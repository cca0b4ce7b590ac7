#![cfg_attr(not(test), no_std)]
#![allow(async_fn_in_trait)]
#![doc = include_str!("../README.md")]

// This must go FIRST so that all the other modules see its macros.
mod fmt;

pub(crate) mod internal;

pub mod regs;
pub mod sleep;
pub mod time;

pub mod dma;
pub mod flash;
pub mod i2c;
pub mod pipe;
pub mod rmu;
pub mod usart;
pub mod usb;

EXERCISE REQUIREMENTS >>
Print the records again in full, exactly as they appear above.

RESPONSE >>
repository cca0b4ce7b590ac7
#![cfg_attr(not(test), no_std)]
#![allow(async_fn_in_trait)]
#![doc = include_str!("../README.md")]

// This must go FIRST so that all the other modules see its macros.
mod fmt;

pub(crate) mod internal;

pub mod regs;
pub mod sleep;
pub mod time;

pub mod dma;
pub mod flash;
pub mod i2c;
pub mod pipe;
pub mod rmu;
pub mod usart;
pub mod usb;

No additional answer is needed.